(Given entries begins)
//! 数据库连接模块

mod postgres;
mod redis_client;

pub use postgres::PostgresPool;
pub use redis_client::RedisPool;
(Given entries ends)
(Given entries begins)
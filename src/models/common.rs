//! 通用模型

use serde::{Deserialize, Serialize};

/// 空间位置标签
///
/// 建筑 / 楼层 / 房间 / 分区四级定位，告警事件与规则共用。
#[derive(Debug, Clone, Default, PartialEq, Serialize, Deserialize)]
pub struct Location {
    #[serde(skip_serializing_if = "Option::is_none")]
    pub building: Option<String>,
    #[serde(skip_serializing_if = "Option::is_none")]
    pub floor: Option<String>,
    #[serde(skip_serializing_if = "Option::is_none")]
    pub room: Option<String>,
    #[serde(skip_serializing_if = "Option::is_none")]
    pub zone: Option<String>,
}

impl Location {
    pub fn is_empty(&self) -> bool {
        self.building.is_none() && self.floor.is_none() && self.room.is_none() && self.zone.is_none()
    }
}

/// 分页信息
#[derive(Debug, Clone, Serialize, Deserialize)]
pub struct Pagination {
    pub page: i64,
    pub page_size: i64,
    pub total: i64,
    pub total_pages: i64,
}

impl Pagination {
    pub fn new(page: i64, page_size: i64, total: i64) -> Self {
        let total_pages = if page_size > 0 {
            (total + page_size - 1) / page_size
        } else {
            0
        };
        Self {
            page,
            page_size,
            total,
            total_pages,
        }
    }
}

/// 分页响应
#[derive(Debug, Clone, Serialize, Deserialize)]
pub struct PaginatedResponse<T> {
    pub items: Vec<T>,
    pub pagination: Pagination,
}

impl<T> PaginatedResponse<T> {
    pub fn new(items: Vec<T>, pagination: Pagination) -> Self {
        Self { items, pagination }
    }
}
(Given entries ends)
(Given entries begins)
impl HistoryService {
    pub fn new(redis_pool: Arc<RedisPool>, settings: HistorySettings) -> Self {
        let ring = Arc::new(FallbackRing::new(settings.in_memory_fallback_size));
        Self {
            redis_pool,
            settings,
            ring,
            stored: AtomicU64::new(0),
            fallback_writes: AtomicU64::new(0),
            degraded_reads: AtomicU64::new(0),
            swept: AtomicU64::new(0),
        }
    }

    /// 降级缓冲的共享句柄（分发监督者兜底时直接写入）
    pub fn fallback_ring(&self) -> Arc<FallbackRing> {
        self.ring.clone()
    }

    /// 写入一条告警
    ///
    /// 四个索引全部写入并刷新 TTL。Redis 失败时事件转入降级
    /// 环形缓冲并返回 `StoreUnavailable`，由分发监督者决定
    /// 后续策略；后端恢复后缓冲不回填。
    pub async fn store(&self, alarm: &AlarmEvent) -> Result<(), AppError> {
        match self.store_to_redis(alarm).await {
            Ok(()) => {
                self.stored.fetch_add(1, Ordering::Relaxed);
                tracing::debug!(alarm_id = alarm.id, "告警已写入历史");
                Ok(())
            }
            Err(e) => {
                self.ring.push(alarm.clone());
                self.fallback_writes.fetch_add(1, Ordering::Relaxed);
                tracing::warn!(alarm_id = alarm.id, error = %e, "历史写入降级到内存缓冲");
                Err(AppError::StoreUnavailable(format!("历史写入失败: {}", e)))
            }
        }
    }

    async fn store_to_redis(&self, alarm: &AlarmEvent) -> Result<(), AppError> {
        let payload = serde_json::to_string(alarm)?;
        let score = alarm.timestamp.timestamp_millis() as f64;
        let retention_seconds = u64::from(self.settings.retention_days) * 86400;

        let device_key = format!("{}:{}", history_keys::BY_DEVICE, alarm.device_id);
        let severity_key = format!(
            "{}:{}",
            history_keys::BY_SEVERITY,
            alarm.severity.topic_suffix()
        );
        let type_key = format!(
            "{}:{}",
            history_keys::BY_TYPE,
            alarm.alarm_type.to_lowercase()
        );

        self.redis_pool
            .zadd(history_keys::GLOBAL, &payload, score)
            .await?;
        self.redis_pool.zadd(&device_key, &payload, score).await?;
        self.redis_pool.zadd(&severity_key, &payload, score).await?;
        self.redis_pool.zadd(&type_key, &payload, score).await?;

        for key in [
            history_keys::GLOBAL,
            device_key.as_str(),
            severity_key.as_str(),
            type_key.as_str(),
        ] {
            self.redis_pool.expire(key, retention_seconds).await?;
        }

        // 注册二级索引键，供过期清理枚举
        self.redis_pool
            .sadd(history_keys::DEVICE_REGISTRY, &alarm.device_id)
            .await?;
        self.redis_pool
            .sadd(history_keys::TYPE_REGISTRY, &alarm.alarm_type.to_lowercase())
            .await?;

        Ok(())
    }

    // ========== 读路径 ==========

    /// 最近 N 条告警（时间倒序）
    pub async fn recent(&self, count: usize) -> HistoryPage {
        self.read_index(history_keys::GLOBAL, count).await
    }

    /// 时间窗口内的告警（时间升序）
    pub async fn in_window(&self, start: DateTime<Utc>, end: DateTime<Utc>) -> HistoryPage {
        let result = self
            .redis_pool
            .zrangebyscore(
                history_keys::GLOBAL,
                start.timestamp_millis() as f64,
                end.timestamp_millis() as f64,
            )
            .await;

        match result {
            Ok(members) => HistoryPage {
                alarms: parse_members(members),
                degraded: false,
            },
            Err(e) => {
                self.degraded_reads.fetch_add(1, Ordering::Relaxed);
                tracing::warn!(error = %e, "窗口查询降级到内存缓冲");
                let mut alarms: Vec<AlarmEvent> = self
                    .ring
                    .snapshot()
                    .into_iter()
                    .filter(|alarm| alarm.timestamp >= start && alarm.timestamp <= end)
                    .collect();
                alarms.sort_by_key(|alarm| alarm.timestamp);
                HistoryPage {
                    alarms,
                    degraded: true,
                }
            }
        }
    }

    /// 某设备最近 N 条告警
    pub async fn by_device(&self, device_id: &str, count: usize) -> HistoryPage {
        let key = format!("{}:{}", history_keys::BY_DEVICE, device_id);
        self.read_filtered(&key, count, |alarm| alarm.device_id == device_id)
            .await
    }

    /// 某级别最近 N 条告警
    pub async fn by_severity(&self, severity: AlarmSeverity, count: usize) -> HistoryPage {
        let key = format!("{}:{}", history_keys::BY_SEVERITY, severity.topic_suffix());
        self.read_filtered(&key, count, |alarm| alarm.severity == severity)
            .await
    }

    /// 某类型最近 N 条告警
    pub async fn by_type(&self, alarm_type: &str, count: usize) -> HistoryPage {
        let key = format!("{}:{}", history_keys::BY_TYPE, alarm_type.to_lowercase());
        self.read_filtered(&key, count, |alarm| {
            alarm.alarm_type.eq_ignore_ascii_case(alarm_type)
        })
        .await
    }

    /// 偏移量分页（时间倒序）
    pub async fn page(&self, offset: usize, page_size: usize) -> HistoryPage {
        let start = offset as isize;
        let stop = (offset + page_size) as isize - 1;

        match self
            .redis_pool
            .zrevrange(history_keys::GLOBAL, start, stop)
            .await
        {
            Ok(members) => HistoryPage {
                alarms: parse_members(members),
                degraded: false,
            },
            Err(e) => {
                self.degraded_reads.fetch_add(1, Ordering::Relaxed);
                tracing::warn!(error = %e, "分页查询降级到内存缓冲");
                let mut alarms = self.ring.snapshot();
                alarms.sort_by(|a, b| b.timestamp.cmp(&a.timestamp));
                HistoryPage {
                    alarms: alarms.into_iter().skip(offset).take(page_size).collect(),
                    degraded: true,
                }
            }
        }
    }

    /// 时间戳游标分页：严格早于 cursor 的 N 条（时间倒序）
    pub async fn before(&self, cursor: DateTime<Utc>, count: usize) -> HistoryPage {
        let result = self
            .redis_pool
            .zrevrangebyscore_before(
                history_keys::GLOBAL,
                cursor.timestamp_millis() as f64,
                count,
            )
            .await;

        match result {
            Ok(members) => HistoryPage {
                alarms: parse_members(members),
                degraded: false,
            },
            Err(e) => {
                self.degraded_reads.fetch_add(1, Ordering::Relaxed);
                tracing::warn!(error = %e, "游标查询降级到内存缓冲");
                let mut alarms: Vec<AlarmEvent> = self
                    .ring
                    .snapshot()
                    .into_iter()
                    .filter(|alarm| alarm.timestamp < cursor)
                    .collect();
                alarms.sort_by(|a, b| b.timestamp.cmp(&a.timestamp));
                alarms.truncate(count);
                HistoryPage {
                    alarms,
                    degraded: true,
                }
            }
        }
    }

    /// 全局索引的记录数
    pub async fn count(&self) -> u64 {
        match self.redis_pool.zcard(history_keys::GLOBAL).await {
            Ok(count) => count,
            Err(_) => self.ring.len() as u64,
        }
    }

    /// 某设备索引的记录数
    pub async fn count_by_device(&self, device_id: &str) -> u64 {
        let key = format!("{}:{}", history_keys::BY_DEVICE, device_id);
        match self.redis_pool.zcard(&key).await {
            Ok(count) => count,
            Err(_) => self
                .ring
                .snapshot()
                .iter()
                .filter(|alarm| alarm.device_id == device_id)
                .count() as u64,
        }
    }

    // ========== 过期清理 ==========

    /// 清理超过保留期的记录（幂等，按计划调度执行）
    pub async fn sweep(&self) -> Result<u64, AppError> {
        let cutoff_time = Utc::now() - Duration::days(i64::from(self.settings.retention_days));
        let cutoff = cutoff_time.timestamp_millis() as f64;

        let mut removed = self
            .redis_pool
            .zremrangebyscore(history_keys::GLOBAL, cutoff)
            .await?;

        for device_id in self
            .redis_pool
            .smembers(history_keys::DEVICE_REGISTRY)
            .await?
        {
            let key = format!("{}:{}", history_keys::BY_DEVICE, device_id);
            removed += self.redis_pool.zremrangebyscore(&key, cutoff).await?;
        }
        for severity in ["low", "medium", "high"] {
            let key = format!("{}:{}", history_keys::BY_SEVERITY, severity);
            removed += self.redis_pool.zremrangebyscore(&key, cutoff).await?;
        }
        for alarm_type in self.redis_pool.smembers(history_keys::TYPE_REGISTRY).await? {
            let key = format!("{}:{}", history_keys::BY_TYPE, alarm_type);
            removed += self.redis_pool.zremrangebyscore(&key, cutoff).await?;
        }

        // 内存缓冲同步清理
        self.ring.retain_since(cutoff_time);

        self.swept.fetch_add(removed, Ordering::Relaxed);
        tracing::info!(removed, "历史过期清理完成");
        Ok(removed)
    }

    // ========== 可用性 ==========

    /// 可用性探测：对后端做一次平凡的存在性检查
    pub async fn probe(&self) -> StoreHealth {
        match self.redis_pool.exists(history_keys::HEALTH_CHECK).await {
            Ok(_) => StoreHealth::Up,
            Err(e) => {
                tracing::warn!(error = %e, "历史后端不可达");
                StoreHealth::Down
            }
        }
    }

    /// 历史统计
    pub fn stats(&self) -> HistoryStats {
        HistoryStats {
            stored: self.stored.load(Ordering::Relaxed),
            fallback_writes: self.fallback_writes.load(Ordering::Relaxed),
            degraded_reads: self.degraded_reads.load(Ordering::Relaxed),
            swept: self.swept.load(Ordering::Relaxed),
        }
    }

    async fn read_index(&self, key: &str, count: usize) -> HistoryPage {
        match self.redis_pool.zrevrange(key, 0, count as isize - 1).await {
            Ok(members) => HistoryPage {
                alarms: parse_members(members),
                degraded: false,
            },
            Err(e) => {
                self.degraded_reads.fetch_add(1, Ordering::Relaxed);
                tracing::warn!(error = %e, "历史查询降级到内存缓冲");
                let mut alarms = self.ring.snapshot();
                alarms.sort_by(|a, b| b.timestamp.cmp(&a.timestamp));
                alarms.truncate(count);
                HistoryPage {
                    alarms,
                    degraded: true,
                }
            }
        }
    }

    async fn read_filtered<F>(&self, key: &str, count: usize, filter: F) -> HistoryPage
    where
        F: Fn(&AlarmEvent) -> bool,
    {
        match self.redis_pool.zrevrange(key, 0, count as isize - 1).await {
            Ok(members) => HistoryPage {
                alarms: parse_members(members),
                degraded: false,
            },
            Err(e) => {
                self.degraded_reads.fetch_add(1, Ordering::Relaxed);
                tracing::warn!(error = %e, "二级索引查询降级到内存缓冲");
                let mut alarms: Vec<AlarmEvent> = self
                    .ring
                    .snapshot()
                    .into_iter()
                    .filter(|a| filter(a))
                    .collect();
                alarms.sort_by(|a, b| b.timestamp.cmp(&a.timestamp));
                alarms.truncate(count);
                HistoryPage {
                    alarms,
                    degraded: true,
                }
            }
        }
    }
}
(Given entries ends)
Whichever lines of the data include the word "PaginatedResponse", pull them out.

pub struct PaginatedResponse<T> {
impl<T> PaginatedResponse<T> {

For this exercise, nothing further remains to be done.